Transaction scoring: MAS

SAS Micro Analytic Service (MAS) is a high-performance execution service. It’s multi-threaded and can be clustered for high-availability. MAS also supports the execution of Python programs.

Models deployed to as SAS Micro Analytic Service destination from SAS Model Manager can be scored using the REST Interface.

The REST API is documented on developers.sas.com. You can follow the “Getting Started” guide to configure your environment for API use.

To score a model, check the Execute a step operation. The documentation includes examples in Shell, Javascript, Python and Go to call the REST API. Below is an example written in Python.

import requests

url = "https://cloud.example.com/microanalyticScore/modules/great_forest_model/steps/score"

payload = "{\"inputs\":[{\"name\":\"var1\",\"value\":25},{\"name\":\"var2\",\"value\":100}]}"
headers = {
  'Content-Type': 'application/json',
  'Authorization': 'Bearer ***YOUR*TOKEN*HERE***'
}

response = requests.request("POST", url, headers=headers, data = payload)

print(response.text)

Docker container

Starting from Viya 3.5, users can configure Docker publishing destinations and use them for executing models. In Viya 3.5 users can configure:

  • Amazon Web Services container
  • Private Docker container

There are several requirements to be met before deploying models to Docker destinations, more information about how you can format your score code for open source models can be found here Concepts: Open-Source Models

Once your model is published, you can start the container and start scoring !
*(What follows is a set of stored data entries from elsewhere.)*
use std::sync::LazyLock;

use log::{debug, warn};
use regex::Regex;

use crate::chunk::{ChunkPattern, chunk};
use crate::error::Result;
use crate::node::{Document, Item, Match, Segment, Style, StyledNode};

/// Backspace, the character man(1) uses to strike one glyph over another.
pub const DELETE_MARKER: char = '\x08';

/// `indicator` + backspace + `content`. Newlines are never overstruck.
static OVERSTRIKE: LazyLock<ChunkPattern> = LazyLock::new(|| {
    ChunkPattern::new(Regex::new("(.)\x08(.)").expect("overstrike pattern is valid"))
});

/// Parse overstruck terminal text into a document of styled runs.
///
/// # Errors
///
/// Only fails if chunking rejects the pattern, which cannot happen for the
/// built-in overstrike pattern.
pub fn parse(text: &str) -> Result<Document> {
    let segments = chunk(text, &OVERSTRIKE)?;
    debug!("Chunked {} bytes into {} segments", text.len(), segments.len());

    Ok(build(segments))
}

/// Turn chunked segments into a document, merging adjacent runs of one style.
pub fn build(segments: Vec<Segment>) -> Document {
    let mut document = Document::new();
    let mut offset = 0;

    for segment in segments {
        let len = segment.as_str().len();
        let item = match segment {
            Segment::Literal(text) => {
                warn_stray_markers(&text, offset);
                Item::Text(text)
            }
            Segment::Match(m) => Item::Styled(match_to_node(m)),
        };
        push_item(&mut document, item);
        offset += len;
    }

    document
}

/// Merge adjacent styled runs that share a style. Already merged documents
/// come back unchanged.
pub fn coalesce(document: Document) -> Document {
    document.into_iter().fold(Document::new(), |mut merged, item| {
        push_item(&mut merged, item);
        merged
    })
}

/// Style for a single overstrike pair.
pub fn classify(indicator: &str, content: &str) -> StyledNode {
    let style = if indicator == content {
        Style::Bold
    } else if indicator == "_" {
        Style::Underline
    } else {
        warn!("Unknown overstrike convention: {indicator:?} struck over {content:?}");
        Style::Unknown
    };

    StyledNode::new(style, content)
}

/// Plain text of the parsed document, with every overstrike collapsed to the
/// character it displays. Backspaces that could not be paired are dropped.
///
/// # Errors
///
/// See [`parse`].
pub fn strip(text: &str) -> Result<String> {
    Ok(parse(text)?
        .iter()
        .flat_map(|item| item.content().chars())
        .filter(|&c| c != DELETE_MARKER)
        .collect())
}

/// Markers left in literal text had no indicator before them (start of input,
/// after a newline) or no content after them.
fn warn_stray_markers(text: &str, offset: usize) {
    for (pos, _) in text.match_indices(DELETE_MARKER) {
        warn!(
            "Delete marker at offset {} has no style pair; leaving it unstyled",
            offset + pos
        );
    }
}

fn match_to_node(m: Match) -> StyledNode {
    match m.captures.as_slice() {
        [indicator, content, ..] => classify(indicator, content),
        _ => {
            warn!("Match at offset {} has no indicator/content captures", m.offset);
            StyledNode::new(Style::Unknown, m.text)
        }
    }
}

fn push_item(document: &mut Document, item: Item) {
    if let Item::Styled(node) = &item {
        if let Some(Item::Styled(last)) = document.last_mut() {
            if last.style == node.style {
                last.content.push_str(&node.content);
                return;
            }
        }
    }
    document.push(item);
}
use crate::error::Result;
use crate::node::Document;
use crate::parser;

/// Somewhere a parsed document can be shown.
pub trait Surface {
    /// Replace whatever the surface currently shows with `document`.
    /// Applying the same document twice leaves the surface as after once.
    fn replace_content(&mut self, document: &Document);
}

/// Parse `text` and show the result on `surface`.
///
/// # Errors
///
/// Propagates parse errors; the surface is left untouched on failure.
pub fn mount<S: Surface + ?Sized>(surface: &mut S, text: &str) -> Result<()> {
    let document = parser::parse(text)?;
    surface.replace_content(&document);
    Ok(())
}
The model container exposes the following REST endpoints:

  • GET / : returns pong
  • POST /executions : takes a csv file as an input, executes the scoring and returns the “id” of the process
  • GET /query/<id> : returns the results of the scoring process
  • GET /query/<id>/log : returns the logs of the scoring process
  • GET /system/log : returns the logs of the container

This code snippet shows how to score a csv file using the container

import requests
import os

input_path = 'input_data.csv'           # input file
host = 'http://docker.example.com'      # docker host

headers = {'Accept': 'application/json'}
file_name = os.path.basename(input_path)
files = {'file': (file_name, open(input_path, 'rb'), 'application/octet-stream')}

# execute model on input data
response = requests.post(host+':33720/executions', files=files, headers=headers)
resp_json = response.json()

# query parameters
test_id = resp_json['id']
result_file = resp_json['id'] + '.csv'

# query the results
result_url = host+':33720/query/' + result_file
r = requests.get(result_url, allow_redirects=True)

# save to csv file
scored_file= test_id + '.csv'
open(scored_file, 'wb').write(r.content)

Conclusion

These code samples show how users can easily execute models in production. There is a destination optimized for each use case whether it is for scoring batch or transaction data. Docker containers enable users to have more flexible environments to deploy Open Source Models. The API Interfaces for MAS and Docker destinations allow also to integrate models in client applications.